What good means (and what good it does for humanity) was a divisive question throughout the conference, which took place in a massive 106,000-square-meter convention center on the edge of Geneva’s airport district. The sessions were underpinned by deep concern that lackadaisical deployment by unbridled corporate monopolies is already generating global inequality and eroding human rights.
For some on the front lines, the utopian veneer of the tech industry has already worn away. Speaking on the sidelines of the event, Giulio Coppi, a senior humanitarian official at campaign group Access Now, denounced the public and humanitarian sectors’ over-reliance on big tech. “We should be past the era of innocence,” says Coppi, demanding that organizations stop treating technology companies “like their best friends.” He points to a decade of opaque, multi-million dollar deals financed with public money. “You can’t even explain what’s inside their technology stack, because it has continued to change,” he warns.
Coppi’s opposition was muted compared to some: pro-Palestinian activists stormed the stage during a keynote speech by Amazon’s chief technology officer Werner Vogels, alleging that Israel is using the company’s technology against Palestinians, before eventually being kicked off the premises.
“When we talk about AI, we love the buzz, we get excited,” says Vijay Janapa Reddi, an engineering professor at Harvard University, of the din of competitive sessions during a presentation. “The damn thing never comes into practice.” The problem, he says, is that “good” is too vague a standard to counteract. “When you’re an engineer, good doesn’t mean anything. I can’t build you something that’s good. A plane that flies for five minutes isn’t good.”
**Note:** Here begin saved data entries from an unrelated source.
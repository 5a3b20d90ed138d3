use core::fmt;

/// Caller identity (an address-like string).
///
/// Identities compare case-insensitively: the raw value is trimmed and stored
/// lower-cased, so `0xAbC` and `0xabc` name the same caller.
#[derive(Clone, Debug, Default, PartialEq, Eq, PartialOrd, Ord, Hash)]
#[cfg_attr(feature = "serde", derive(serde::Serialize, serde::Deserialize))]
#[cfg_attr(feature = "serde", serde(transparent))]
pub struct Identity(String);

impl Identity {
    pub fn new(raw: impl AsRef<str>) -> Self {
        Self(raw.as_ref().trim().to_ascii_lowercase())
    }

    pub fn as_str(&self) -> &str {
        &self.0
    }

    pub fn is_empty(&self) -> bool {
        self.0.is_empty()
    }
}

impl fmt::Display for Identity {
    fn fmt(&self, f: &mut fmt::Formatter<'_>) -> fmt::Result {
        f.write_str(&self.0)
    }
}

impl From<&str> for Identity {
    fn from(raw: &str) -> Self {
        Self::new(raw)
    }
}

impl From<String> for Identity {
    fn from(raw: String) -> Self {
        Self::new(raw)
    }
}

/// Opaque key supplied by the operator when creating a boss.
///
/// Stored exactly as given; it only labels the boss for observers.
#[derive(Clone, Debug, Default, PartialEq, Eq, PartialOrd, Ord, Hash)]
#[cfg_attr(feature = "serde", derive(serde::Serialize, serde::Deserialize))]
#[cfg_attr(feature = "serde", serde(transparent))]
pub struct BossKey(String);

impl BossKey {
    /// Key reported when no boss has ever been created.
    pub const ZERO: &'static str = "0x0000000000000000000000000000000000000000";

    pub fn new(raw: impl Into<String>) -> Self {
        Self(raw.into())
    }

    pub fn zero() -> Self {
        Self(Self::ZERO.to_owned())
    }

    pub fn as_str(&self) -> &str {
        &self.0
    }
}

impl fmt::Display for BossKey {
    fn fmt(&self, f: &mut fmt::Formatter<'_>) -> fmt::Result {
        f.write_str(&self.0)
    }
}

impl From<&str> for BossKey {
    fn from(raw: &str) -> Self {
        Self::new(raw)
    }
}

macro_rules! sequence_id {
    ($(#[$meta:meta])* $name:ident) => {
        $(#[$meta])*
        #[derive(Clone, Copy, Debug, Default, PartialEq, Eq, PartialOrd, Ord, Hash)]
        #[cfg_attr(feature = "serde", derive(serde::Serialize, serde::Deserialize))]
        #[cfg_attr(feature = "serde", serde(transparent))]
        pub struct $name(pub u64);

        impl $name {
            /// First value handed out by the owning counter.
            pub const FIRST: Self = Self(1);

            pub const fn get(self) -> u64 {
                self.0
            }
        }

        impl fmt::Display for $name {
            fn fmt(&self, f: &mut fmt::Formatter<'_>) -> fmt::Result {
                write!(f, "{}", self.0)
            }
        }

        impl From<u64> for $name {
            fn from(value: u64) -> Self {
                Self(value)
            }
        }
    };
}

sequence_id!(
    /// Identifies one boss instance. Every create-or-update starts a new instance.
    BossInstanceId
);

sequence_id!(
    /// Sequential number of a minted reward token.
    TokenId
);

sequence_id!(
    /// Global ordinal of a boss kill.
    KillSequence
);
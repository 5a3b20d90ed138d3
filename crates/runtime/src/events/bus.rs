//! Topic-based event bus implementation.

use std::collections::HashMap;

use serde::{Deserialize, Serialize};
use tokio::sync::broadcast;

use super::types::{Notification, Rejection};

/// Topics for event routing
#[derive(Debug, Clone, Copy, Hash, Eq, PartialEq, Serialize, Deserialize)]
pub enum Topic {
    /// Events emitted by committed actions
    Notifications,
    /// Requests refused by the engine
    Rejections,
}

/// Event wrapper that carries the topic and typed event
#[derive(Debug, Clone, Serialize, Deserialize)]
pub enum Event {
    Notification(Notification),
    Rejection(Rejection),
}

impl Event {
    pub fn topic(&self) -> Topic {
        match self {
            Event::Notification(_) => Topic::Notifications,
            Event::Rejection(_) => Topic::Rejections,
        }
    }
}

/// Topic-based event bus.
///
/// Every topic has its own broadcast channel, created up front. Publishing is
/// best-effort: events sent while nobody listens are dropped.
#[derive(Clone)]
pub struct EventBus {
    notifications: broadcast::Sender<Event>,
    rejections: broadcast::Sender<Event>,
}

impl EventBus {
    /// Creates a new event bus with default capacity for each topic
    pub fn new() -> Self {
        Self::with_capacity(100)
    }

    /// Creates a new event bus with specified capacity per topic
    pub fn with_capacity(capacity: usize) -> Self {
        Self {
            notifications: broadcast::channel(capacity).0,
            rejections: broadcast::channel(capacity).0,
        }
    }

    fn sender(&self, topic: Topic) -> &broadcast::Sender<Event> {
        match topic {
            Topic::Notifications => &self.notifications,
            Topic::Rejections => &self.rejections,
        }
    }

    /// Publish an event to its corresponding topic
    pub fn publish(&self, event: Event) {
        let topic = event.topic();
        if self.sender(topic).send(event).is_err() {
            tracing::trace!("No subscribers for topic {:?}", topic);
        }
    }

    /// Subscribe to a specific topic
    pub fn subscribe(&self, topic: Topic) -> broadcast::Receiver<Event> {
        self.sender(topic).subscribe()
    }

    /// Subscribe to multiple topics
    pub fn subscribe_multiple(
        &self,
        topics: &[Topic],
    ) -> HashMap<Topic, broadcast::Receiver<Event>> {
        topics
            .iter()
            .map(|&topic| (topic, self.subscribe(topic)))
            .collect()
    }
}

impl Default for EventBus {
    fn default() -> Self {
        Self::new()
    }
}

#[cfg(test)]
mod tests {
    use super::*;
    use raid_core::{GameEvent, Identity};

    fn notification() -> Event {
        Event::Notification(Notification {
            nonce: 1,
            event: GameEvent::CharacterCreated {
                owner: Identity::new("0xa"),
            },
        })
    }

    #[tokio::test]
    async fn events_reach_only_their_topic() {
        let bus = EventBus::with_capacity(8);
        let mut notifications = bus.subscribe(Topic::Notifications);
        let mut rejections = bus.subscribe(Topic::Rejections);

        bus.publish(notification());

        let received = notifications.recv().await.unwrap();
        assert_eq!(received.topic(), Topic::Notifications);
        assert!(rejections.try_recv().is_err());
    }

    #[test]
    fn publishing_without_subscribers_is_fine() {
        EventBus::new().publish(notification());
    }
}
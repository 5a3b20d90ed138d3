//! Event payloads for each topic.

use raid_core::engine::TransitionPhase;
use raid_core::{Action, ClaimRejection, ExecuteError, GameError, GameEvent};
use serde::{Deserialize, Serialize};

/// A single game event from a committed action.
#[derive(Debug, Clone, PartialEq, Eq, Serialize, Deserialize)]
pub struct Notification {
    /// Nonce of the commit that produced the event.
    pub nonce: u64,
    pub event: GameEvent,
}

/// A request the engine refused. State is unchanged.
#[derive(Debug, Clone, PartialEq, Eq, Serialize, Deserialize)]
pub struct Rejection {
    /// State nonce at the time of the rejection.
    pub nonce: u64,
    pub action: Action,
    pub phase: TransitionPhase,
    pub error_code: String,
    pub message: String,
    /// Diagnostic detail for refused claims; not part of `message`.
    pub claim_rejection: Option<ClaimRejection>,
}

impl Rejection {
    pub fn new(nonce: u64, action: Action, error: &ExecuteError) -> Self {
        Self {
            nonce,
            action,
            phase: error.phase(),
            error_code: error.error_code().to_string(),
            message: error.error().to_string(),
            claim_rejection: error.error().claim_rejection(),
        }
    }
}
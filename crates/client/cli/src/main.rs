//! Command-line client for the boss raid.
//!
//! Every invocation opens the save directory, submits one request (or runs
//! one query) on behalf of the caller identity, prints the result and exits.
mod commands;
mod config;
mod output;
mod session;

use std::path::PathBuf;

use anyhow::Result;
use clap::Parser;
use tracing_subscriber::layer::SubscriberExt;
use tracing_subscriber::util::SubscriberInitExt;

use commands::Command;
use config::{CliConfig, OutputFormat};

/// Boss raid client
#[derive(Parser)]
#[command(name = "raid")]
#[command(about = "Fight bosses, heal friends and claim rewards", long_about = None)]
#[command(version)]
struct Cli {
    /// Identity to act as (overrides RAID_CALLER)
    #[arg(short, long, global = true, value_name = "IDENTITY")]
    caller: Option<String>,

    /// Save directory (overrides RAID_SAVE_DIR)
    #[arg(short, long, global = true, value_name = "DIR")]
    save_dir: Option<PathBuf>,

    /// Output format (overrides RAID_OUTPUT)
    #[arg(short, long, global = true, value_enum)]
    output: Option<OutputFormat>,

    #[command(subcommand)]
    command: Command,
}

#[tokio::main]
async fn main() -> Result<()> {
    // Load .env file if it exists (silently ignore if not found)
    let _ = dotenvy::dotenv();

    setup_logging();

    let cli = Cli::parse();
    let mut config = CliConfig::from_env();
    if let Some(caller) = cli.caller {
        config.caller = config::parse_caller(caller);
    }
    if let Some(dir) = cli.save_dir {
        config.save_dir = dir;
    }
    if let Some(format) = cli.output {
        config.output = format;
    }

    tracing::debug!("Using save directory {}", config.save_dir.display());
    cli.command.execute(&config).await
}

/// Logs go to stderr so stdout stays parseable. Defaults to `warn`.
fn setup_logging() {
    let env_filter = tracing_subscriber::EnvFilter::try_from_default_env()
        .unwrap_or_else(|_| tracing_subscriber::EnvFilter::new("warn"));

    let stderr_layer = tracing_subscriber::fmt::layer()
        .with_writer(std::io::stderr)
        .with_target(false);

    tracing_subscriber::registry()
        .with(env_filter)
        .with(stderr_layer)
        .init();
}
//! CLI configuration structures and loaders.
use std::env;
use std::path::PathBuf;

use raid_core::{GameConfig, Identity};
use raid_runtime::RuntimeConfig;

/// Configuration required to open a save directory and act in it.
#[derive(Clone, Debug)]
pub struct CliConfig {
    /// Identity requests are submitted for.
    pub caller: Option<Identity>,
    /// Directory holding `states/state_{nonce}.bin`.
    pub save_dir: PathBuf,
    pub runtime: RuntimeConfig,
    pub output: OutputFormat,
}

#[derive(Clone, Copy, Debug, Default, PartialEq, Eq, clap::ValueEnum)]
pub enum OutputFormat {
    /// One line per event
    #[default]
    Text,
    /// Pretty-printed JSON
    Json,
}

impl Default for CliConfig {
    fn default() -> Self {
        Self {
            caller: None,
            save_dir: default_save_dir(),
            runtime: RuntimeConfig::default(),
            output: OutputFormat::default(),
        }
    }
}

impl CliConfig {
    /// Construct configuration from process environment variables.
    ///
    /// Environment variables:
    /// - `RAID_CALLER` - Identity to act as
    /// - `RAID_SAVE_DIR` - Save directory (default: platform data dir)
    /// - `RAID_OUTPUT` - `text` or `json` (default: text)
    /// - `RAID_BASE_HP` - Starting hit points of new characters (default: 100)
    /// - `RAID_BASE_DAMAGE` - Melee damage (default: 10)
    /// - `RAID_XP_PER_LEVEL` - Experience per level (default: 100)
    /// - `RAID_EVENT_BUFFER` - Event bus capacity per topic (default: 100)
    pub fn from_env() -> Self {
        let mut config = Self::default();

        config.caller = env::var("RAID_CALLER").ok().and_then(parse_caller);

        if let Ok(dir) = env::var("RAID_SAVE_DIR") {
            config.save_dir = PathBuf::from(dir);
        }

        if let Ok(format) = env::var("RAID_OUTPUT")
            && format.eq_ignore_ascii_case("json")
        {
            config.output = OutputFormat::Json;
        }

        let mut game = GameConfig::default();
        if let Some(hp) = read_env::<u64>("RAID_BASE_HP") {
            game = game.with_base_hp(hp);
        }
        if let Some(damage) = read_env::<u64>("RAID_BASE_DAMAGE") {
            game = game.with_base_damage(damage);
        }
        if let Some(xp) = read_env::<u64>("RAID_XP_PER_LEVEL") {
            game = game.with_experience_per_level(xp);
        }
        config.runtime.game_config = game;

        if let Some(capacity) = read_env::<usize>("RAID_EVENT_BUFFER") {
            config.runtime.event_buffer_size = capacity.max(1);
        }

        config
    }

    pub fn states_dir(&self) -> PathBuf {
        self.save_dir.join("states")
    }
}

/// Platform data directory, e.g. `~/.local/share/raid` on Linux.
/// Normalizes a caller identity; blank input means no caller.
pub fn parse_caller(raw: impl AsRef<str>) -> Option<Identity> {
    Some(Identity::new(raw)).filter(|caller| !caller.is_empty())
}

fn default_save_dir() -> PathBuf {
    directories::ProjectDirs::from("", "", "raid")
        .map(|dirs| dirs.data_dir().to_path_buf())
        .unwrap_or_else(|| PathBuf::from("./save_data"))
}

fn read_env<T>(key: &str) -> Option<T>
where
    T: std::str::FromStr,
{
    env::var(key).ok()?.parse().ok()
}
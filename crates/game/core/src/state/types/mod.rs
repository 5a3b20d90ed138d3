pub mod boss;
pub mod character;
pub mod identity;
pub mod reward;

// Re-export identity and sequence types
pub use identity::{BossInstanceId, BossKey, Identity, KillSequence, TokenId};

// Re-export boss types
pub use boss::{BossRegistry, BossState, BossView};

// Re-export character types
pub use character::{CharacterState, CharactersState, LevelChange, LifeStatus};

// Re-export reward types
pub use reward::{KillKey, KillRecord, RewardToken, RewardsState};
Much of the global debate around AI now focuses on access: who can use the models, who can buy the chips, and who is excluded from the computing economy. It’s part of the reason the Trump administration implemented, and then removed, export controls on major frontier AI models, and China is reportedly considering making its open models less open. Restricting access and excluding poorer countries can leave them dependent on foreign infrastructure platforms and standards.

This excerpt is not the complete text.